WHAT YOU WILL DO: I'd like an exact copy of every line from the start of the entries below through the line containing "pub fn become_subreaper()", please.

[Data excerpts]

--------

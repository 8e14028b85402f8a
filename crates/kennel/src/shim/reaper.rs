//! Child reaping for a subreaper.
//!
//! SIGCHLDs coalesce, so each wakeup drains `waitpid(-1, WNOHANG)` until
//! nothing is reapable and records every status by pid. Orphaned
//! descendants show up here too; the supervisor simply never asks for them.

#![allow(unsafe_code)]

use std::collections::HashMap;
use std::io;

/// Make orphaned descendants reparent to this process.
///
/// # Errors
///
/// Returns the `prctl` error.
pub fn become_subreaper() -> io::Result<()> {
    let ret = unsafe { libc::prctl(libc::PR_SET_CHILD_SUBREAPER, 1, 0, 0, 0) };
    if ret < 0 {
        return Err(io::Error::last_os_error());
    }
    tracing::debug!("Registered as child subreaper");
    Ok(())
}

/// Source of exited children.
pub trait ChildWaiter {
    /// Reap one exited child without blocking.
    ///
    /// Returns `Ok(None)` when no child is reapable right now (or there are
    /// no children at all).
    ///
    /// # Errors
    ///
    /// Returns the OS error for anything but "no children".
    fn reap(&mut self) -> io::Result<Option<(i32, i32)>>;
}

/// `waitpid(-1, WNOHANG)` on the calling process.
#[derive(Debug, Default, Clone, Copy)]
pub struct SystemWaiter;

impl ChildWaiter for SystemWaiter {
    fn reap(&mut self) -> io::Result<Option<(i32, i32)>> {
        loop {
            let mut status: libc::c_int = 0;
            let pid = unsafe { libc::waitpid(-1, &mut status, libc::WNOHANG) };
            match pid {
                0 => return Ok(None),
                -1 => {
                    let err = io::Error::last_os_error();
                    match err.raw_os_error() {
                        Some(libc::ECHILD) => return Ok(None),
                        Some(libc::EINTR) => {}
                        _ => return Err(err),
                    }
                }
                pid => {
                    if let Some(code) = exit_code(status) {
                        return Ok(Some((pid, code)));
                    }
                }
            }
        }
    }
}

/// Shell-style exit code of a wait status: the exit status, or 128 plus the
/// terminating signal. `None` for stop/continue notifications.
#[must_use]
pub fn exit_code(status: libc::c_int) -> Option<i32> {
    if libc::WIFEXITED(status) {
        Some(libc::WEXITSTATUS(status))
    } else if libc::WIFSIGNALED(status) {
        Some(128 + libc::WTERMSIG(status))
    } else {
        None
    }
}

/// Exit statuses collected so far.
#[derive(Debug)]
pub struct Reaper<W> {
    waiter: W,
    exited: HashMap<i32, i32>,
}

impl<W: ChildWaiter> Reaper<W> {
    /// Reaper over `waiter`.
    pub fn new(waiter: W) -> Self {
        Self {
            waiter,
            exited: HashMap::new(),
        }
    }

    /// Reap until nothing is left. Returns how many children were reaped.
    ///
    /// # Errors
    ///
    /// Returns the waiter's error; statuses reaped before it are kept.
    pub fn drain(&mut self) -> io::Result<usize> {
        let mut reaped = 0;
        while let Some((pid, code)) = self.waiter.reap()? {
            tracing::debug!(pid, code, "Reaped child");
            self.exited.insert(pid, code);
            reaped += 1;
        }
        Ok(reaped)
    }

    /// Take the recorded status of `pid`, if it has exited.
    pub fn take(&mut self, pid: i32) -> Option<i32> {
        self.exited.remove(&pid)
    }

    /// Number of recorded statuses nobody has asked for.
    #[must_use]
    pub fn unclaimed(&self) -> usize {
        self.exited.len()
    }
}
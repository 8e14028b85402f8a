//! Per-container chains.

use std::net::Ipv4Addr;

use ipnetwork::Ipv4Network;
use kennel_common::{ContainerHandle, KennelResult};

use super::restore::tokenize;
use super::{IptablesEngine, Session, Table};
use crate::command::args;

const CREATE: &str = "create-instance-chains";

/// iptables caps `--log-prefix` at 29 characters.
const LOG_PREFIX_MAX: usize = 29;

impl IptablesEngine {
    /// Create the nat, filter and log chains for `handle` and bind them into
    /// the global chains.
    ///
    /// The filter chain is inserted at the top of the forward chain, ahead of
    /// its trailing DROP.
    ///
    /// # Errors
    ///
    /// Returns `iptables create-instance-chains: <stderr>` on the first
    /// failing step. Nothing is rolled back; callers follow up with
    /// [`Self::destroy_instance_chains`].
    pub async fn create_instance_chains(
        &self,
        handle: &ContainerHandle,
        bridge: &str,
        container_ip: Ipv4Addr,
        subnet: Ipv4Network,
    ) -> KennelResult<()> {
        let chains = self.instance_chains(handle);
        let instance = chains.instance.as_str();
        let comment = handle.as_str();
        let subnet = subnet.to_string();
        let ip = container_ip.to_string();

        tracing::debug!(handle = %handle, chain = instance, bridge, ip = %ip, "Creating instance chains");
        let session = self.session().await?;

        session.run(CREATE, Table::Nat, &args(["-N", instance])).await?;
        session
            .append(
                CREATE,
                Table::Nat,
                &self.chains.prerouting,
                &args(["--jump", instance, "-m", "comment", "--comment", comment]),
            )
            .await?;
        session
            .append(
                CREATE,
                Table::Nat,
                &self.chains.postrouting,
                &args([
                    "--source",
                    subnet.as_str(),
                    "!",
                    "--destination",
                    subnet.as_str(),
                    "--jump",
                    "MASQUERADE",
                    "-m",
                    "comment",
                    "--comment",
                    comment,
                ]),
            )
            .await?;

        session.run(CREATE, Table::Filter, &args(["-N", instance])).await?;
        session
            .run(
                CREATE,
                Table::Filter,
                &args([
                    "-I",
                    self.chains.forward.as_str(),
                    "1",
                    "--in-interface",
                    bridge,
                    "--source",
                    ip.as_str(),
                    "--goto",
                    instance,
                    "-m",
                    "comment",
                    "--comment",
                    comment,
                ]),
            )
            .await?;
        session
            .append(
                CREATE,
                Table::Filter,
                instance,
                &args([
                    "--source",
                    subnet.as_str(),
                    "--destination",
                    subnet.as_str(),
                    "--jump",
                    "ACCEPT",
                ]),
            )
            .await?;
        session
            .append(CREATE, Table::Filter, instance, &args(["--goto", self.chains.default.as_str()]))
            .await?;

        session.run(CREATE, Table::Filter, &args(["-N", chains.log.as_str()])).await?;
        session
            .append(
                CREATE,
                Table::Filter,
                &chains.log,
                &args([
                    "-m",
                    "conntrack",
                    "--ctstate",
                    "NEW,UNTRACKED,INVALID",
                    "--protocol",
                    "tcp",
                    "--jump",
                    "LOG",
                    "--log-prefix",
                    handle.tail(LOG_PREFIX_MAX),
                ]),
            )
            .await?;
        session
            .append(CREATE, Table::Filter, &chains.log, &args(["--jump", "RETURN"]))
            .await?;

        Ok(())
    }

    /// Remove everything [`Self::create_instance_chains`] and later rules
    /// added for `handle`.
    ///
    /// Every step is best-effort: chains or references that are already
    /// gone are not errors.
    ///
    /// # Errors
    ///
    /// Only fails if the host-wide lock cannot be taken.
    pub async fn destroy_instance_chains(&self, handle: &ContainerHandle) -> KennelResult<()> {
        let chains = self.instance_chains(handle);
        tracing::debug!(handle = %handle, chain = %chains.instance, "Destroying instance chains");
        let session = self.session().await?;

        for (table, parent) in [
            (Table::Nat, self.chains.prerouting.as_str()),
            (Table::Nat, self.chains.postrouting.as_str()),
            (Table::Filter, self.chains.forward.as_str()),
        ] {
            Self::remove_references(&session, table, parent, &chains.instance, handle.as_str()).await;
        }

        for (table, chain) in [
            (Table::Nat, chains.instance.as_str()),
            (Table::Filter, chains.instance.as_str()),
            (Table::Filter, chains.log.as_str()),
        ] {
            session.best_effort(table, &args(["-F", chain])).await;
            session.best_effort(table, &args(["-X", chain])).await;
        }

        Ok(())
    }

    /// Delete every rule in `parent` that jumps to `chain` or carries the
    /// handle comment.
    async fn remove_references(session: &Session<'_>, table: Table, parent: &str, chain: &str, comment: &str) {
        let listing = match session.raw(table, &args(["-S", parent])).await {
            Ok(output) if output.success() => output.stdout,
            _ => return,
        };

        for line in listing.lines() {
            let Ok(tokens) = tokenize(line) else {
                continue;
            };
            if tokens.first().map(String::as_str) != Some("-A") {
                continue;
            }
            let references = tokens.iter().any(|t| t == chain)
                || tokens
                    .windows(2)
                    .any(|pair| pair[0] == "--comment" && pair[1] == comment);
            if !references {
                continue;
            }
            let mut delete = args(["-D"]);
            delete.extend(tokens.into_iter().skip(1));
            session.best_effort(table, &delete).await;
        }
    }

    /// DNAT `external_ip:host_port` to `container_ip:container_port`.
    ///
    /// # Errors
    ///
    /// Returns `iptables forward: <stderr>` on failure.
    pub async fn forward(
        &self,
        handle: &ContainerHandle,
        external_ip: Ipv4Addr,
        container_ip: Ipv4Addr,
        host_port: u16,
        container_port: u16,
    ) -> KennelResult<()> {
        let chains = self.instance_chains(handle);
        let external = external_ip.to_string();
        let host_port = host_port.to_string();
        let target = format!("{container_ip}:{container_port}");

        let session = self.session().await?;
        session
            .append(
                "forward",
                Table::Nat,
                &chains.instance,
                &args([
                    "--protocol",
                    "tcp",
                    "--destination",
                    external.as_str(),
                    "--destination-port",
                    host_port.as_str(),
                    "--jump",
                    "DNAT",
                    "--to-destination",
                    target.as_str(),
                    "-m",
                    "comment",
                    "--comment",
                    handle.as_str(),
                ]),
            )
            .await?;
        tracing::debug!(handle = %handle, %target, "Forwarded port");
        Ok(())
    }
}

--------

PROBLEM SOLUTION:
repository 8e14028b85402f8a
filename crates/kennel/src/shim/reaper.rs
//! Child reaping for a subreaper.
//!
//! SIGCHLDs coalesce, so each wakeup drains `waitpid(-1, WNOHANG)` until
//! nothing is reapable and records every status by pid. Orphaned
//! descendants show up here too; the supervisor simply never asks for them.

#![allow(unsafe_code)]

use std::collections::HashMap;
use std::io;

/// Make orphaned descendants reparent to this process.
///
/// # Errors
///
/// Returns the `prctl` error.
pub fn become_subreaper() -> io::Result<()> {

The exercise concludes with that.